Le passage en question se situe à peu près à la moitié du tome I. Après avoir traité dans une grande première partie l'idée du beau comme idéal artistique, Hegel propose dans un second temps de se focaliser sur les formes particulières du beau artistique et le développement de l'idéal au sein de celles-ci. Il sépare ainsi cette deuxième partie en trois sections qui correspondent aux trois formes d'art : symbolique, classique et romantique. L'extrait qui nous concerne se trouve à juste titre dans la première section traitant du symbolisme, et plus particulièrement à la fin du premier chapitre intitulé : De la symbolique irréfléchie.
Or, il achève son étude en interrogeant l'Art égyptien et le mystère qui l'entoure, un problème qu'il aura soulevé plusieurs fois dans l'Esthétique, et qu'il ancre ici dans la forme particulière qu'il incarne éminemment : le symbolisme. Soucieux d'explorer en profondeur tous les aspects possibles et inimaginables des réflexions qu'il soumet, il s'attaque ici au cœur du problème de l'art symbolique égyptien, le Sphinx, défini par ses propres mots comme étant « le symbole du symbolisme même ». Hegel l'envisagera selon plusieurs approches, allant du constat à l'anecdote, qu'il articulera dialectiquement à travers une réflexion profonde sur le symbolisme égyptien contenu dans la figure du Sphinx. Ainsi, à l'image de sa dialectique tripartite, le mouvement du texte se fractionne en trois moments : Le premier, essentiellement descriptif, est une introduction au mystère qui enveloppe et caractérise le Sphinx, et souligne donc la difficulté de l'esprit à pénétrer au sein de la forme (de « Les ouvrages de l'art égyptien » à « tête de femme »). La seconde partie du texte, davantage philosophique, s'oriente logiquement sur les obstacles liés à ces difficultés, et cette volonté opiniâtre de spiritualité, qui ne parvient cependant pas à trouver sa représentation extérieure (de l' « esprit de l'homme » à « devient l'énigme »). Enfin, le troisième et dernier temps marque une analepse historique avec le récit du mythe du Sphinx, et dévoile ainsi l'explication du symbole, ce qui correspond à la libération finale de l'esprit, aux dépends de la forme brute.

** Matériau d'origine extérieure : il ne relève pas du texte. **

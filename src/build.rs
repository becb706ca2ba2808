// src/build.rs

//! Build driver: runs a function's build command, if it has one.

use std::sync::Arc;

use tracing::{debug, error, info};

use crate::errors::{LocalFnError, Result};
use crate::exec::{LaunchSpec, ProcessLauncher, StdioMode};
use crate::instructions::InstructionSet;
use crate::runtime::RuntimeContext;
use crate::types::FunctionDeclaration;

pub struct BuildDriver<L: ProcessLauncher> {
    context: Arc<RuntimeContext>,
    launcher: L,
}

impl<L: ProcessLauncher> BuildDriver<L> {
    pub fn new(context: Arc<RuntimeContext>, launcher: L) -> Self {
        Self { context, launcher }
    }

    pub fn context(&self) -> &RuntimeContext {
        &self.context
    }

    /// Resolve `decl` and run its build step.
    ///
    /// Spawns at most one process, with the function's source directory as
    /// working directory, and waits for it. No timeout is applied.
    pub async fn build(&self, decl: &FunctionDeclaration) -> Result<()> {
        let instructions = self.context.instructions(decl)?;
        self.build_resolved(decl, &instructions).await
    }

    /// Run the build step of already-resolved `instructions`.
    pub async fn build_resolved(
        &self,
        decl: &FunctionDeclaration,
        instructions: &InstructionSet,
    ) -> Result<()> {
        let Some(command) = &instructions.build else {
            debug!(function = %decl.id, "no build step");
            return Ok(());
        };

        let spec = LaunchSpec::from_command(
            command,
            &self.context.host,
            &decl.src_path,
            StdioMode::Inherit,
        );

        info!(function = %decl.id, program = %spec.program, "building function");

        let outcome = self.launcher.launch(spec).await.map_err(|err| {
            error!(function = %decl.id, error = %err, "build could not be started");
            LocalFnError::BuildFailed {
                function: decl.id.clone(),
                detail: format!("{err:#}"),
            }
        })?;

        if !outcome.success() {
            let detail = match outcome.code {
                Some(code) => format!("build exited with code {code}"),
                None => "build terminated by signal".to_string(),
            };
            error!(function = %decl.id, %detail, "build failed");
            return Err(LocalFnError::BuildFailed {
                function: decl.id.clone(),
                detail,
            });
        }

        info!(function = %decl.id, "build finished");
        Ok(())
    }
}
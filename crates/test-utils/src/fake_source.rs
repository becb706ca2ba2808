use std::path::PathBuf;
use std::sync::atomic::{AtomicBool, Ordering};
use std::sync::{Arc, Mutex};

use tokio::sync::mpsc;

use localfn::errors::{LocalFnError, Result};
use localfn::watch::debounce::spawn_debouncer;
use localfn::watch::{Subscription, WatchRequest, WatchSource};

/// Watch source driven by the test.
///
/// Every `subscribe` call records its request and opens a new channel; `emit`
/// pushes a raw change into the most recent one. With `debounced()` the raw
/// changes go through the real debouncer first.
#[derive(Clone, Default)]
pub struct FakeWatchSource {
    senders: Arc<Mutex<Vec<mpsc::UnboundedSender<PathBuf>>>>,
    requests: Arc<Mutex<Vec<WatchRequest>>>,
    debounce: bool,
    failing: Arc<AtomicBool>,
}

impl FakeWatchSource {
    pub fn new() -> Self {
        Self::default()
    }

    pub fn debounced() -> Self {
        Self {
            debounce: true,
            ..Self::default()
        }
    }

    /// Make subsequent subscriptions fail.
    pub fn set_failing(&self, failing: bool) {
        self.failing.store(failing, Ordering::SeqCst);
    }

    /// Report a raw change on the latest subscription. Returns false if that
    /// subscription has been dropped.
    pub fn emit(&self, path: impl Into<PathBuf>) -> bool {
        let senders = self.senders.lock().unwrap();
        match senders.last() {
            Some(tx) => tx.send(path.into()).is_ok(),
            None => false,
        }
    }

    pub fn requests(&self) -> Vec<WatchRequest> {
        self.requests.lock().unwrap().clone()
    }

    /// Whether the subscription opened by the `n`th `subscribe` call is
    /// still alive.
    pub fn is_open(&self, n: usize) -> bool {
        self.senders
            .lock()
            .unwrap()
            .get(n)
            .is_some_and(|tx| !tx.is_closed())
    }

    /// Resolve once the subscription opened by the `n`th `subscribe` call has
    /// been dropped. Teardown runs on the Tokio runtime, so callers should
    /// await this rather than poll `is_open`.
    pub async fn closed(&self, n: usize) {
        let tx = self.senders.lock().unwrap().get(n).cloned();
        if let Some(tx) = tx {
            tx.closed().await;
        }
    }
}

impl WatchSource for FakeWatchSource {
    fn subscribe(&self, request: &WatchRequest) -> Result<Subscription> {
        if self.failing.load(Ordering::SeqCst) {
            return Err(LocalFnError::WatchSubscriptionFailed(
                "fake source refused".to_string(),
            ));
        }
        self.requests.lock().unwrap().push(request.clone());

        let (tx, rx) = mpsc::unbounded_channel();
        self.senders.lock().unwrap().push(tx);

        if self.debounce {
            let (stable, debouncer) = spawn_debouncer(request.debounce, rx);
            Ok(Subscription::new(stable, debouncer))
        } else {
            Ok(Subscription::new(rx, ()))
        }
    }
}
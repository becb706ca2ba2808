use std::path::Path;
use std::sync::{Arc, Mutex};

use localfn::errors::Result;
use localfn::registry::FunctionRegistry;
use localfn::types::FunctionDeclaration;

/// In-memory registry whose contents tests can swap between reloads.
#[derive(Clone, Default)]
pub struct StaticRegistry {
    functions: Arc<Mutex<Vec<FunctionDeclaration>>>,
}

impl StaticRegistry {
    pub fn new(functions: Vec<FunctionDeclaration>) -> Self {
        Self {
            functions: Arc::new(Mutex::new(functions)),
        }
    }

    pub fn set(&self, functions: Vec<FunctionDeclaration>) {
        *self.functions.lock().unwrap() = functions;
    }
}

impl FunctionRegistry for StaticRegistry {
    fn read(&self, _root: &Path) -> Result<Vec<FunctionDeclaration>> {
        Ok(self.functions.lock().unwrap().clone())
    }
}
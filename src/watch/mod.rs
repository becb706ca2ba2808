// src/watch/mod.rs

//! File watching and change-to-function matching.
//!
//! This module is responsible for:
//! - Compiling each function's include globs into a [`WatchBinding`].
//! - Opening one filesystem subscription for the union of those globs
//!   ([`source`]), with ignore patterns and write-stability debouncing.
//! - Turning each stable change into the set of functions it affects
//!   ([`FunctionWatcher`]).
//!
//! It does not build or restart anything; it only reports which functions
//! changed.

pub mod debounce;
pub mod patterns;
pub mod source;
pub mod watcher;

pub use patterns::{compile_bindings, include_union, matching_functions, WatchBinding};
pub use source::{
    DebounceConfig, NotifyWatchSource, Subscription, WatchRequest, WatchRoot, WatchSource,
};
pub use watcher::{file_request, ChangeSet, FunctionWatcher, WatchOptions};
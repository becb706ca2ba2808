pub mod builders;
pub mod fake_launcher;
pub mod fake_registry;
pub mod fake_source;

use std::sync::Once;
use tracing_subscriber::{fmt, EnvFilter};

static INIT: Once = Once::new();

/// Initialise tracing for tests.
///
/// - Uses `with_test_writer()`, so logs are captured per-test.
/// - The Rust test harness only prints captured output for **failing** tests
///   (unless you run with `-- --nocapture`).
///
/// Enable levels with e.g.:
/// `RUST_LOG=debug cargo test`
pub fn init_tracing() {
    INIT.call_once(|| {
        let filter =
            EnvFilter::try_from_default_env().unwrap_or_else(|_| EnvFilter::new("info"));

        fmt()
            .with_env_filter(filter)
            .with_test_writer() // print only for failing tests unless --nocapture
            .with_target(true)
            .init();
    });
}

/// Run a future with a 5-second timeout.
pub async fn with_timeout<F, T>(f: F) -> T
where
    F: std::future::Future<Output = T>,
{
    tokio::time::timeout(std::time::Duration::from_secs(5), f)
        .await
        .expect("Test timed out after 5 seconds")
}
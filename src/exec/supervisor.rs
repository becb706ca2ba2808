// src/exec/supervisor.rs

//! Long-running function processes.
//!
//! Per function id there is never more than one process: restarting a
//! function kills the previous instance and waits for it to exit before the
//! replacement is spawned.

use std::collections::HashMap;

use anyhow::{Context, Result};
use tokio::io::{AsyncBufReadExt, AsyncRead, BufReader};
use tokio::process::Child;
use tokio::sync::oneshot;
use tracing::{debug, info, warn};

use crate::exec::launcher::LaunchSpec;
use crate::types::FunctionId;

/// Handle for a currently running function process.
struct RunningProcess {
    cancel: Option<oneshot::Sender<()>>,
    handle: tokio::task::JoinHandle<()>,
}

#[derive(Default)]
pub struct ProcessSupervisor {
    active: HashMap<FunctionId, RunningProcess>,
}

impl ProcessSupervisor {
    pub fn new() -> Self {
        Self::default()
    }

    /// Stop any running instance of `function` and start `spec` in its place.
    pub async fn restart(&mut self, function: &str, spec: LaunchSpec) -> Result<()> {
        self.stop(function).await;

        info!(function = %function, program = %spec.program, "starting function process");
        let mut child = spec
            .to_process_command()
            .kill_on_drop(true)
            .spawn()
            .with_context(|| format!("spawning run process for function '{}'", function))?;

        if let Some(stdout) = child.stdout.take() {
            forward_lines(function.to_string(), "stdout", stdout);
        }
        if let Some(stderr) = child.stderr.take() {
            forward_lines(function.to_string(), "stderr", stderr);
        }

        let (cancel_tx, cancel_rx) = oneshot::channel::<()>();
        let handle = tokio::spawn(supervise(function.to_string(), child, cancel_rx));

        self.active.insert(
            function.to_string(),
            RunningProcess {
                cancel: Some(cancel_tx),
                handle,
            },
        );
        Ok(())
    }

    /// Kill the running instance of `function`, if any, and wait for it.
    pub async fn stop(&mut self, function: &str) {
        let Some(mut running) = self.active.remove(function) else {
            return;
        };
        if let Some(cancel) = running.cancel.take() {
            if cancel.send(()).is_err() {
                debug!(function = %function, "process already exited before stop");
            }
        }
        if let Err(err) = running.handle.await {
            warn!(function = %function, error = %err, "supervisor task failed");
        }
    }

    /// Stop every running process.
    pub async fn shutdown(&mut self) {
        let ids: Vec<FunctionId> = self.active.keys().cloned().collect();
        for id in ids {
            self.stop(&id).await;
        }
    }

    pub fn is_running(&self, function: &str) -> bool {
        self.active
            .get(function)
            .is_some_and(|running| !running.handle.is_finished())
    }
}

async fn supervise(function: FunctionId, mut child: Child, cancel_rx: oneshot::Receiver<()>) {
    tokio::select! {
        status = child.wait() => match status {
            Ok(status) => info!(
                function = %function,
                exit_code = ?status.code(),
                success = status.success(),
                "function process exited"
            ),
            Err(err) => warn!(function = %function, error = %err, "waiting for function process failed"),
        },
        cancel = cancel_rx => {
            if cancel.is_ok() {
                debug!(function = %function, "stopping function process");
            }
            if let Err(err) = child.kill().await {
                warn!(function = %function, error = %err, "failed to kill function process");
            }
        }
    }
}

fn forward_lines<R>(function: FunctionId, stream: &'static str, reader: R)
where
    R: AsyncRead + Unpin + Send + 'static,
{
    tokio::spawn(async move {
        let mut lines = BufReader::new(reader).lines();
        while let Ok(Some(line)) = lines.next_line().await {
            info!(function = %function, stream, "{}", line);
        }
    });
}
#![allow(dead_code)]

use std::time::Duration;

pub use localfn_test_utils::{init_tracing, with_timeout};

/// Assert that nothing arrives on `rx` within a short window.
pub async fn assert_silent<T: std::fmt::Debug>(rx: &mut tokio::sync::mpsc::Receiver<T>) {
    if let Ok(Some(item)) = tokio::time::timeout(Duration::from_millis(100), rx.recv()).await {
        panic!("expected no message, got {item:?}");
    }
}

[...] Hegel conclue en expliquant la simplicité de la réponse donnée par Œdipe : La vérité est tout simplement en lui et pas ailleurs. Ainsi, il suffit à l'homme d'appliquer ce précepte inscrit sur le fronton de Delphes : Connais-toi toi-même pour résoudre les énigmes. La dernière phrase du texte peut donc apparaître comme une morale beaucoup plus générale : seule la lumière de l'esprit permet d'avancer et ce n'est que par la prise de conscience de soi-même qu'il pourra envisager de se délivrer de la forme sensible, afin de réaffirmer sa primauté et d'espérer trouver enfin la forme qui lui est propre. [...]
[...] Cependant, pour que la pensée soit libre, il faut qu'elle s'affranchisse et se dépouille totalement de la forme matérielle, qu'elle la détruise. Il faut donc voir dans le geste d'Œdipe qui précipita le monstre du haut des rochers une volonté d'anéantir l'art symbolique. Le moment de la destruction, de la négation, est donc nécessaire pour que l'esprit arrive à prendre conscience de lui-même et de sa spiritualité, mais il n'est pas une fin en soi puisqu'il est conçu comme une étape de la vie de l'esprit et permet ensuite la naissance d'un principe plus élevé et le triomphe de l'esprit. [...]
[...] Son précédent texte tourne d'ailleurs autour d'une problématique particulière mais pour s'achever par une morale universalisable, applicable à l'Homme en général et dans tous les cas. En bref, le texte a une portée plus importante que ce qu'il semblait avoir, grâce à ce mouvement systématique du particulier vers l'universel. Cette idée paraît pourtant contradictoire puisque pour comprendre toutes les subtilités de l'art égyptien, il faut y voir une entité particulière et ne pas tenter de le généraliser, de le classer, de le dissoudre. [...]
[...] Le texte suit donc bien une progression dialectique, jalonnée par un mouvement en trois temps qui correspond à différents instants, différentes étapes de la phénoménologie de l'esprit, et qui n'est autre qu'une série de négations aboutissant à une synthèse qui clôt tout le premier chapitre. Hegel répond en effet à la question même du symbolisme, (du moins à son premier niveau), qu'il avait notamment considéré sous le rapport entre forme et contenu. Le problème de déséquilibre entre ces deux notions, c'est à dire la primauté que l'un peut avoir sur l'autre, trouve sa résolution ici, dans cette dialectique qui met fin à l'étude de la symbolique irréfléchie, degré primaire du symbolisme dans son ensemble. [...]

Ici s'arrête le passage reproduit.